La vida lo acercó a un trabajo que no le pesó y asegura que le sirve de entrenamiento: es recolector de basura y durante las noche levanta bolsas y las lleva corriendo al camión. Sin dudarlo se anotó en la maratón y la ganó. “Tuve la suerte de ganar, repetí el tiempo de Buenos Aires (otra competencia) y me alcanzó para ganar por bastante distancia. Al segundo le saque seis cuadras y lo bueno es que llegué bien, bastante enterito”, afirma. Para hacer los 21K necesitó apenas una hora y trece minutos.

Oir la historia de cómo comenzó a correr emociona: “Andaba con la gomera y vi en un campo de deportes que había muchos chicos por los Juegos Bonaerenses, y sin anotarme corrí una competencia con alpargatas todas agujereadas y gané. A los siguientes años me inscribí y gané tres Bonaerenses seguidos en Mar del Plata”, detalló con una simpleza sorprendente. Silvio sabe que es una persona que no encuadra en los cánones clásicos de un deportista, pero nació con el don y esta condición lo vuelve igual a todos aquellos atletas que se pasan muchas horas por día entrenando.

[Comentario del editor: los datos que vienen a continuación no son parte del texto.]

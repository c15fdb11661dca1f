/*!
 * Tests for the durable stage checkpoint store.
 */

use std::fs;

use tempfile::TempDir;

use mdxlate::translation::cache::{JsonStageCache, StageCheckpoint, StageStore};

fn scope(dir: &TempDir) -> JsonStageCache {
    JsonStageCache::new(dir.path().join("scope"))
}

#[test]
fn test_cache_load_withNoEntry_shouldReturnNotStarted() {
    let dir = TempDir::new().unwrap();
    let cache = scope(&dir);

    let checkpoint = cache.load("draft").unwrap();
    assert_eq!(checkpoint.done_idx, -1);
    assert!(checkpoint.results.is_empty());
}

#[test]
fn test_cache_saveThenLoad_shouldRoundTrip() {
    let dir = TempDir::new().unwrap();
    let cache = scope(&dir);

    let mut checkpoint = StageCheckpoint::empty();
    checkpoint.record(0, "first".to_string());
    checkpoint.record(1, "second".to_string());
    cache.save("draft", &checkpoint).unwrap();

    let loaded = cache.load("draft").unwrap();
    assert_eq!(loaded, checkpoint);
}

#[test]
fn test_cache_save_shouldOverwritePreviousCheckpoint() {
    let dir = TempDir::new().unwrap();
    let cache = scope(&dir);

    let mut checkpoint = StageCheckpoint::empty();
    checkpoint.record(0, "first".to_string());
    cache.save("draft", &checkpoint).unwrap();

    checkpoint.record(1, "second".to_string());
    cache.save("draft", &checkpoint).unwrap();

    let loaded = cache.load("draft").unwrap();
    assert_eq!(loaded.done_idx, 1);
    assert_eq!(loaded.results.len(), 2);
}

#[test]
fn test_cache_stages_shouldBeIndependent() {
    let dir = TempDir::new().unwrap();
    let cache = scope(&dir);

    let mut draft = StageCheckpoint::empty();
    draft.record(0, "draft output".to_string());
    cache.save("draft", &draft).unwrap();

    let reflect = cache.load("reflect").unwrap();
    assert_eq!(reflect.done_idx, -1);
}

#[test]
fn test_cache_load_withLengthMismatch_shouldDetectCorruption() {
    let dir = TempDir::new().unwrap();
    let cache = scope(&dir);

    // Persist something valid first so the scope dir exists.
    cache.save("draft", &StageCheckpoint::empty()).unwrap();

    // Hand-write a record whose lengths disagree.
    let path = cache.scope_dir().join("draft.json");
    fs::write(&path, r#"{"done_idx": 3, "results": ["only", "two"]}"#).unwrap();

    let result = cache.load("draft");
    assert!(matches!(
        result,
        Err(mdxlate::CacheError::Corrupt { done_idx: 3, .. })
    ));
}

#[test]
fn test_cache_clear_shouldRemoveScope() {
    let dir = TempDir::new().unwrap();
    let cache = scope(&dir);

    let mut checkpoint = StageCheckpoint::empty();
    checkpoint.record(0, "x".to_string());
    cache.save("draft", &checkpoint).unwrap();
    cache.save("reflect", &checkpoint).unwrap();
    assert!(cache.scope_dir().exists());

    cache.clear().unwrap();
    assert!(!cache.scope_dir().exists());

    // A cleared scope reads back as not started.
    let loaded = cache.load("draft").unwrap();
    assert_eq!(loaded.done_idx, -1);
}

#[test]
fn test_cache_clear_withMissingScope_shouldSucceed() {
    let dir = TempDir::new().unwrap();
    let cache = scope(&dir);

    cache.clear().unwrap();
}
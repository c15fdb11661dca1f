/*!
 * Mock completion implementation for testing.
 *
 * The mock is deterministic: the same prompt always yields the same
 * response, which is what the pipeline's resume tests rely on. It also
 * records every prompt it receives and can be configured to fail on a
 * specific call, simulating an interrupted run.
 */

use std::sync::atomic::{AtomicUsize, Ordering};
use std::sync::Arc;

use async_trait::async_trait;
use parking_lot::Mutex;
use sha2::{Digest, Sha256};

use crate::errors::ProviderError;
use crate::translation::core::Completion;

/// Behavior mode for the mock completion
#[derive(Debug, Clone, Copy, PartialEq, Eq)]
pub enum MockBehavior {
    /// Always succeeds with a deterministic response
    Working,
    /// Always fails with an error
    Failing,
    /// Fails on the Nth call (0-based), succeeds otherwise
    FailAt {
        /// Call index that fails
        call: usize,
    },
}

/// Mock completion for exercising the pipeline without a provider
#[derive(Debug, Clone)]
pub struct MockCompletion {
    /// Behavior mode
    behavior: MockBehavior,
    /// Number of calls made so far
    calls: Arc<AtomicUsize>,
    /// Every prompt received, in call order
    prompts: Arc<Mutex<Vec<String>>>,
}

impl MockCompletion {
    /// Create a mock with the given behavior
    pub fn new(behavior: MockBehavior) -> Self {
        Self {
            behavior,
            calls: Arc::new(AtomicUsize::new(0)),
            prompts: Arc::new(Mutex::new(Vec::new())),
        }
    }

    /// A mock that always succeeds
    pub fn working() -> Self {
        Self::new(MockBehavior::Working)
    }

    /// A mock that always fails
    pub fn failing() -> Self {
        Self::new(MockBehavior::Failing)
    }

    /// A mock that fails on the given call index (0-based)
    pub fn fail_at(call: usize) -> Self {
        Self::new(MockBehavior::FailAt { call })
    }

    /// Number of completion calls made so far
    pub fn calls(&self) -> usize {
        self.calls.load(Ordering::SeqCst)
    }

    /// Snapshot of every prompt received so far
    pub fn prompts(&self) -> Vec<String> {
        self.prompts.lock().clone()
    }

    /// The deterministic response the mock produces for a prompt
    pub fn response_for(prompt: &str) -> String {
        let digest = Sha256::digest(prompt.as_bytes());
        format!(
            "mock:{:02x}{:02x}{:02x}{:02x}",
            digest[0], digest[1], digest[2], digest[3]
        )
    }
}

#[async_trait]
impl Completion for MockCompletion {
    async fn complete(&self, prompt: &str) -> Result<String, ProviderError> {
        let call = self.calls.fetch_add(1, Ordering::SeqCst);
        self.prompts.lock().push(prompt.to_string());

        match self.behavior {
            MockBehavior::Failing => Err(ProviderError::RequestFailed(
                "mock completion configured to fail".to_string(),
            )),
            MockBehavior::FailAt { call: fail_call } if call == fail_call => Err(
                ProviderError::RequestFailed(format!("mock completion failed at call {}", call)),
            ),
            _ => Ok(Self::response_for(prompt)),
        }
    }
}
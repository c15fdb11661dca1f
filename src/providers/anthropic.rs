use std::time::Duration;

use log::error;
use reqwest::Client;
use serde::{Deserialize, Serialize};

use crate::errors::ProviderError;

/// Anthropic client for interacting with the Anthropic messages API
#[derive(Debug, Clone)]
pub struct Anthropic {
    /// HTTP client for API requests
    client: Client,
    /// API key for authentication
    api_key: String,
    /// API endpoint URL (empty for the public API)
    endpoint: String,
    /// Maximum number of retry attempts
    max_retries: u32,
    /// Base backoff time in milliseconds for exponential backoff
    backoff_base_ms: u64,
    /// Optional rate limit in requests per minute
    rate_limit: Option<u32>,
}

/// Anthropic message request
#[derive(Debug, Clone, Serialize)]
pub struct AnthropicRequest {
    /// The model to use
    model: String,

    /// The messages for the conversation
    messages: Vec<AnthropicMessage>,

    /// System prompt to guide the AI
    #[serde(skip_serializing_if = "Option::is_none")]
    system: Option<String>,

    /// Temperature for generation
    #[serde(skip_serializing_if = "Option::is_none")]
    temperature: Option<f32>,

    /// Maximum number of tokens to generate
    max_tokens: u32,

    /// Top probability mass to consider (nucleus sampling)
    #[serde(skip_serializing_if = "Option::is_none")]
    top_p: Option<f32>,
}

/// Anthropic message format
#[derive(Debug, Clone, Serialize, Deserialize)]
pub struct AnthropicMessage {
    /// Role of the message sender (user, assistant)
    pub role: String,

    /// Content of the message
    pub content: String,
}

/// Token usage information
#[derive(Debug, Deserialize)]
pub struct TokenUsage {
    /// Number of input tokens
    pub input_tokens: u64,
    /// Number of output tokens
    pub output_tokens: u64,
}

/// Anthropic response
#[derive(Debug, Deserialize)]
pub struct AnthropicResponse {
    /// The content of the response
    pub content: Vec<AnthropicContent>,
    /// Token usage information
    pub usage: TokenUsage,
}

/// Individual content block in an Anthropic response
#[derive(Debug, Deserialize)]
pub struct AnthropicContent {
    /// The type of content
    #[serde(rename = "type")]
    pub content_type: String,

    /// The actual text content
    pub text: String,
}

impl AnthropicRequest {
    /// Create a new Anthropic request
    pub fn new(model: impl Into<String>, max_tokens: u32) -> Self {
        Self {
            model: model.into(),
            messages: Vec::new(),
            system: None,
            temperature: None,
            max_tokens,
            top_p: None,
        }
    }

    /// Add a message to the request
    pub fn add_message(mut self, role: impl Into<String>, content: impl Into<String>) -> Self {
        self.messages.push(AnthropicMessage {
            role: role.into(),
            content: content.into(),
        });
        self
    }

    /// Set the system prompt
    pub fn system(mut self, system: impl Into<String>) -> Self {
        self.system = Some(system.into());
        self
    }

    /// Set the temperature
    pub fn temperature(mut self, temperature: f32) -> Self {
        self.temperature = Some(temperature);
        self
    }

    /// Set the top_p (nucleus sampling)
    pub fn top_p(mut self, top_p: f32) -> Self {
        self.top_p = Some(top_p);
        self
    }
}

impl Anthropic {
    /// Create a new Anthropic client with default retry settings
    pub fn new(api_key: impl Into<String>, endpoint: impl Into<String>) -> Self {
        Self::new_with_config(api_key, endpoint, 60, 3, 1000, None)
    }

    /// Create a new Anthropic client with full configuration
    pub fn new_with_config(
        api_key: impl Into<String>,
        endpoint: impl Into<String>,
        timeout_secs: u64,
        max_retries: u32,
        backoff_base_ms: u64,
        rate_limit: Option<u32>,
    ) -> Self {
        Self {
            client: Client::builder()
                .timeout(Duration::from_secs(timeout_secs))
                .build()
                .unwrap_or_default(),
            api_key: api_key.into(),
            endpoint: endpoint.into(),
            max_retries,
            backoff_base_ms,
            rate_limit,
        }
    }

    /// Complete a messages request with retry logic
    pub async fn complete(
        &self,
        request: AnthropicRequest,
    ) -> Result<AnthropicResponse, ProviderError> {
        let api_url = if self.endpoint.is_empty() {
            "https://api.anthropic.com/v1/messages".to_string()
        } else {
            format!("{}/v1/messages", self.endpoint.trim_end_matches('/'))
        };

        let mut last_error = ProviderError::RequestFailed("no attempt made".to_string());

        for attempt in 0..=self.max_retries {
            if attempt > 0 {
                self.sleep_before_retry(attempt).await;
            }

            match self
                .client
                .post(&api_url)
                .header("Content-Type", "application/json")
                .header("x-api-key", &self.api_key)
                .header("anthropic-version", "2023-06-01")
                .json(&request)
                .send()
                .await
            {
                Ok(response) => {
                    let status = response.status();
                    if status.is_success() {
                        return response
                            .json::<AnthropicResponse>()
                            .await
                            .map_err(|e| ProviderError::ParseError(e.to_string()));
                    }

                    let code = status.as_u16();
                    let message = response
                        .text()
                        .await
                        .unwrap_or_else(|_| "failed to read error body".to_string());

                    let api_error = match code {
                        401 | 403 => ProviderError::AuthenticationError(message),
                        429 => ProviderError::RateLimitExceeded(message),
                        _ => ProviderError::ApiError {
                            status_code: code,
                            message,
                        },
                    };

                    if status.is_server_error() || code == 429 {
                        error!(
                            "Anthropic API error ({}) - attempt {}/{}",
                            status,
                            attempt + 1,
                            self.max_retries + 1
                        );
                        last_error = api_error;
                    } else {
                        return Err(api_error);
                    }
                }
                Err(e) => {
                    error!(
                        "Anthropic network error: {} - attempt {}/{}",
                        e,
                        attempt + 1,
                        self.max_retries + 1
                    );
                    last_error = ProviderError::RequestFailed(e.to_string());
                }
            }
        }

        Err(last_error)
    }

    /// Test the connection to the Anthropic API
    pub async fn test_connection(&self, model: &str) -> Result<(), ProviderError> {
        let request = AnthropicRequest::new(model, 10).add_message("user", "Hello");

        self.complete(request).await?;
        Ok(())
    }

    /// Extract text from an Anthropic response
    pub fn extract_text(response: &AnthropicResponse) -> String {
        response
            .content
            .iter()
            .filter(|c| c.content_type == "text")
            .map(|c| c.text.clone())
            .collect()
    }

    async fn sleep_before_retry(&self, attempt: u32) {
        if let Some(rate_limit) = self.rate_limit {
            let delay_ms = 60_000 / rate_limit as u64;
            tokio::time::sleep(Duration::from_millis(delay_ms)).await;
        }
        let backoff_ms = self.backoff_base_ms * (1u64 << (attempt - 1));
        tokio::time::sleep(Duration::from_millis(backoff_ms)).await;
    }
}
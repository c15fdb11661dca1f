// Module-specific lints configuration
#![allow(clippy::uninlined_format_args)]

use std::fs::File;
use std::io::{BufReader, Write};
use std::path::{Path, PathBuf};

use anyhow::{anyhow, Context, Result};
use clap::{CommandFactory, Parser, Subcommand, ValueEnum};
use clap_complete::{generate, Shell};
use log::{warn, Level, LevelFilter, Log, Metadata, Record, SetLoggerError};

use crate::app_config::{Config, TranslationProvider};
use app_controller::Controller;

mod app_config;
mod app_controller;
mod errors;
mod file_utils;
mod language_utils;
mod providers;
mod translation;

/// CLI Wrapper for TranslationProvider to implement ValueEnum
#[derive(Debug, Clone, ValueEnum)]
enum CliTranslationProvider {
    Ollama,
    OpenAI,
    Anthropic,
}

impl From<CliTranslationProvider> for TranslationProvider {
    fn from(cli_provider: CliTranslationProvider) -> Self {
        match cli_provider {
            CliTranslationProvider::Ollama => TranslationProvider::Ollama,
            CliTranslationProvider::OpenAI => TranslationProvider::OpenAI,
            CliTranslationProvider::Anthropic => TranslationProvider::Anthropic,
        }
    }
}

/// CLI Wrapper for LogLevel to implement ValueEnum
#[derive(Debug, Clone, ValueEnum)]
enum CliLogLevel {
    Error,
    Warn,
    Info,
    Debug,
    Trace,
}

impl From<CliLogLevel> for app_config::LogLevel {
    fn from(cli_level: CliLogLevel) -> Self {
        match cli_level {
            CliLogLevel::Error => app_config::LogLevel::Error,
            CliLogLevel::Warn => app_config::LogLevel::Warn,
            CliLogLevel::Info => app_config::LogLevel::Info,
            CliLogLevel::Debug => app_config::LogLevel::Debug,
            CliLogLevel::Trace => app_config::LogLevel::Trace,
        }
    }
}

fn level_filter(level: &app_config::LogLevel) -> LevelFilter {
    match level {
        app_config::LogLevel::Error => LevelFilter::Error,
        app_config::LogLevel::Warn => LevelFilter::Warn,
        app_config::LogLevel::Info => LevelFilter::Info,
        app_config::LogLevel::Debug => LevelFilter::Debug,
        app_config::LogLevel::Trace => LevelFilter::Trace,
    }
}

#[derive(Subcommand, Debug)]
enum Commands {
    /// Translate markdown documents using AI providers (default command)
    #[command(alias = "translate")]
    Translate(TranslateArgs),

    /// Generate shell completions for mdxlate
    Completions {
        /// Shell to generate completions for
        #[arg(value_enum)]
        shell: Shell,
    },
}

#[derive(Parser, Debug)]
struct TranslateArgs {
    /// Input document file or directory to process
    #[arg(value_name = "INPUT_PATH")]
    input_path: PathBuf,

    /// Output directory for translated documents
    #[arg(short, long)]
    output_folder: Option<PathBuf>,

    /// Translation provider to use
    #[arg(short, long, value_enum)]
    provider: Option<CliTranslationProvider>,

    /// Model name to use for translation
    #[arg(short, long)]
    model: Option<String>,

    /// Source language code (e.g., 'en', 'es', 'fr')
    #[arg(short, long)]
    source_language: Option<String>,

    /// Target language code (e.g., 'zh', 'es', 'fr')
    #[arg(short, long)]
    target_language: Option<String>,

    /// Target locale for stylistic guidance (e.g., 'China')
    #[arg(long)]
    country: Option<String>,

    /// Maximum tokens per chunk
    #[arg(long)]
    token_limit: Option<usize>,

    /// Tokenizer encoding (o200k_base or cl100k_base)
    #[arg(long)]
    token_encoding: Option<String>,

    /// Keep source files after a successful translation
    #[arg(short, long)]
    keep_source: bool,

    /// Configuration file path
    #[arg(short, long, default_value = "conf.json")]
    config_path: String,

    /// Set logging level
    #[arg(short, long, value_enum)]
    log_level: Option<CliLogLevel>,
}

/// mdxlate - Markdown Document Translation with AI
///
/// Translates long markdown/LaTeX documents chunk by chunk through a
/// three-stage pipeline (draft, reflect, revise) using various AI
/// providers (Ollama, OpenAI, Anthropic). Interrupted runs resume from
/// the last completed chunk without re-querying the LLM.
#[derive(Parser, Debug)]
#[command(name = "mdxlate")]
#[command(version = "1.0.0")]
#[command(about = "AI-powered markdown document translation tool")]
#[command(long_about = "mdxlate splits markdown documents into token-bounded chunks and runs each
chunk through a draft/reflect/revise translation pipeline.

EXAMPLES:
    mdxlate input/                            # Translate every file in input/
    mdxlate -s en -t zh --country China doc.md
    mdxlate -p anthropic -m claude-3-haiku input/
    mdxlate --token-limit 800 input/          # Smaller chunks
    mdxlate --log-level debug input/
    mdxlate completions bash > mdxlate.bash   # Generate bash completions

CONFIGURATION:
    Configuration is stored in conf.json by default. You can specify a
    different config file with --config-path. If the config file doesn't
    exist, a default one will be created automatically.

SUPPORTED PROVIDERS:
    ollama    - Local Ollama server (default: llama3.2)
    openai    - OpenAI API (requires API key)
    anthropic - Anthropic Claude API (requires API key)")]
struct CommandLineOptions {
    #[command(subcommand)]
    command: Option<Commands>,

    /// Input document file or directory to process
    #[arg(value_name = "INPUT_PATH")]
    input_path: Option<PathBuf>,

    /// Output directory for translated documents
    #[arg(short, long)]
    output_folder: Option<PathBuf>,

    /// Translation provider to use
    #[arg(short, long, value_enum)]
    provider: Option<CliTranslationProvider>,

    /// Model name to use for translation
    #[arg(short, long)]
    model: Option<String>,

    /// Source language code (e.g., 'en', 'es', 'fr')
    #[arg(short, long)]
    source_language: Option<String>,

    /// Target language code (e.g., 'zh', 'es', 'fr')
    #[arg(short, long)]
    target_language: Option<String>,

    /// Target locale for stylistic guidance (e.g., 'China')
    #[arg(long)]
    country: Option<String>,

    /// Maximum tokens per chunk
    #[arg(long)]
    token_limit: Option<usize>,

    /// Tokenizer encoding (o200k_base or cl100k_base)
    #[arg(long)]
    token_encoding: Option<String>,

    /// Keep source files after a successful translation
    #[arg(short, long)]
    keep_source: bool,

    /// Configuration file path
    #[arg(short, long, default_value = "conf.json")]
    config_path: String,

    /// Set logging level
    #[arg(short, long, value_enum)]
    log_level: Option<CliLogLevel>,
}

// @struct: Custom logger implementation
struct CustomLogger {
    level: LevelFilter,
}

impl CustomLogger {
    // @creates: New logger with specified level
    fn new(level: LevelFilter) -> Self {
        CustomLogger { level }
    }

    // @initializes: Global logger
    fn init(level: LevelFilter) -> Result<(), SetLoggerError> {
        let logger = Box::new(CustomLogger::new(level));
        log::set_boxed_logger(logger)?;
        log::set_max_level(level);
        Ok(())
    }

    // @returns: ANSI color code for log level
    fn color_for_level(level: Level) -> &'static str {
        match level {
            Level::Error => "\x1B[1;31m",
            Level::Warn => "\x1B[1;33m",
            Level::Info => "\x1B[1;32m",
            Level::Debug => "\x1B[1;36m",
            Level::Trace => "\x1B[1;35m",
        }
    }
}

impl Log for CustomLogger {
    fn enabled(&self, metadata: &Metadata) -> bool {
        metadata.level() <= self.level
    }

    fn log(&self, record: &Record) {
        if self.enabled(record.metadata()) {
            let now = chrono::Local::now().format("%H:%M:%S%.3f");
            let color = Self::color_for_level(record.level());

            let mut stderr = std::io::stderr();
            let _ = writeln!(
                stderr,
                "{}{} {:5} {}\x1B[0m",
                color,
                now,
                record.level(),
                record.args()
            );
        }
    }

    fn flush(&self) {
        let _ = std::io::stderr().flush();
    }
}

#[tokio::main]
async fn main() -> Result<()> {
    // Initialize the logger once with info level by default;
    // the level is updated after the config is loaded.
    CustomLogger::init(LevelFilter::Info)?;

    // Parse command line arguments using clap
    let cli = CommandLineOptions::parse();

    // Handle subcommands
    match cli.command {
        Some(Commands::Completions { shell }) => {
            let mut cmd = CommandLineOptions::command();
            generate(shell, &mut cmd, "mdxlate", &mut std::io::stdout());
            Ok(())
        }
        Some(Commands::Translate(args)) => run_translate(args).await,
        None => {
            // Default behavior - use top-level args for backwards compatibility
            let input_path = cli
                .input_path
                .ok_or_else(|| anyhow!("INPUT_PATH is required when no subcommand is specified"))?;

            let translate_args = TranslateArgs {
                input_path,
                output_folder: cli.output_folder,
                provider: cli.provider,
                model: cli.model,
                source_language: cli.source_language,
                target_language: cli.target_language,
                country: cli.country,
                token_limit: cli.token_limit,
                token_encoding: cli.token_encoding,
                keep_source: cli.keep_source,
                config_path: cli.config_path,
                log_level: cli.log_level,
            };
            run_translate(translate_args).await
        }
    }
}

async fn run_translate(options: TranslateArgs) -> Result<()> {
    // If log level is set via command line, apply it immediately
    if let Some(cmd_log_level) = &options.log_level {
        let config_log_level: app_config::LogLevel = cmd_log_level.clone().into();
        log::set_max_level(level_filter(&config_log_level));
    }

    // Load or create configuration
    let config_path = &options.config_path;
    let mut config = if Path::new(config_path).exists() {
        let file = File::open(config_path)
            .context(format!("Failed to open config file: {}", config_path))?;

        let reader = BufReader::new(file);
        serde_json::from_reader(reader)
            .context(format!("Failed to parse config file: {}", config_path))?
    } else {
        // Create default configuration if not exists
        warn!(
            "Config file not found at '{}', creating default config.",
            config_path
        );

        let config = Config::default();
        let json = serde_json::to_string_pretty(&config)?;
        std::fs::write(config_path, json)
            .context(format!("Failed to write default config: {}", config_path))?;

        config
    };

    apply_cli_overrides(&mut config, &options);
    if let Some(encoding) = &options.token_encoding {
        config.token_encoding = encoding.parse()?;
    }
    log::set_max_level(level_filter(&config.log_level));

    let controller = Controller::with_config(config)?;
    let summary = controller.run(&options.input_path).await?;

    if summary.failed > 0 {
        return Err(anyhow!(
            "{} document(s) failed; sources and cache scopes were left in place for resumption",
            summary.failed
        ));
    }
    Ok(())
}

fn apply_cli_overrides(config: &mut Config, options: &TranslateArgs) {
    if let Some(provider) = &options.provider {
        config.translation.provider = provider.clone().into();
    }

    if let Some(model) = &options.model {
        // Find the provider config and update the model
        let provider_str = config.translation.provider.to_lowercase_string();
        if let Some(provider_config) = config
            .translation
            .available_providers
            .iter_mut()
            .find(|p| p.provider_type == provider_str)
        {
            provider_config.model = model.clone();
        }
    }

    if let Some(source_lang) = &options.source_language {
        config.source_language = source_lang.clone();
    }

    if let Some(target_lang) = &options.target_language {
        config.target_language = target_lang.clone();
    }

    if let Some(country) = &options.country {
        config.country = country.clone();
    }

    if let Some(output_folder) = &options.output_folder {
        config.output_folder = output_folder.clone();
    }

    if let Some(token_limit) = options.token_limit {
        config.token_limit = token_limit;
    }

    if options.keep_source {
        config.keep_source = true;
    }

    if let Some(log_level) = &options.log_level {
        config.log_level = log_level.clone().into();
    }
}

Luego de ganar los 21K de La Plata, declaró: “De gimnasia no tengo ni idea, ayer me puse a estirar y se reían todos. Llegué 15 minutos antes de correr, ni tiempo para estirar tuve. Los profesionales entrenan todos los días, se cuidan con las comidas, van al masajista y al nutricionista. Yo sé que tengo mucho para aprender, tengo las condiciones pero tengo que mejorar”, reconoce el maratonista que todos las noches corre por las calles de La Plata recolectando residuos.

Hace un año un profesor le da algunas pautas para pulir su talento innato. Aunque entre su trabajo y las horas de descanso que necesita, tiene poco tiempo. “Ahora el profe me dijo que para el año que viene tendría que armar un cronograma con menos carreras pero más importantes, así puedo hacer mejores tiempos y meterme entre los mejores”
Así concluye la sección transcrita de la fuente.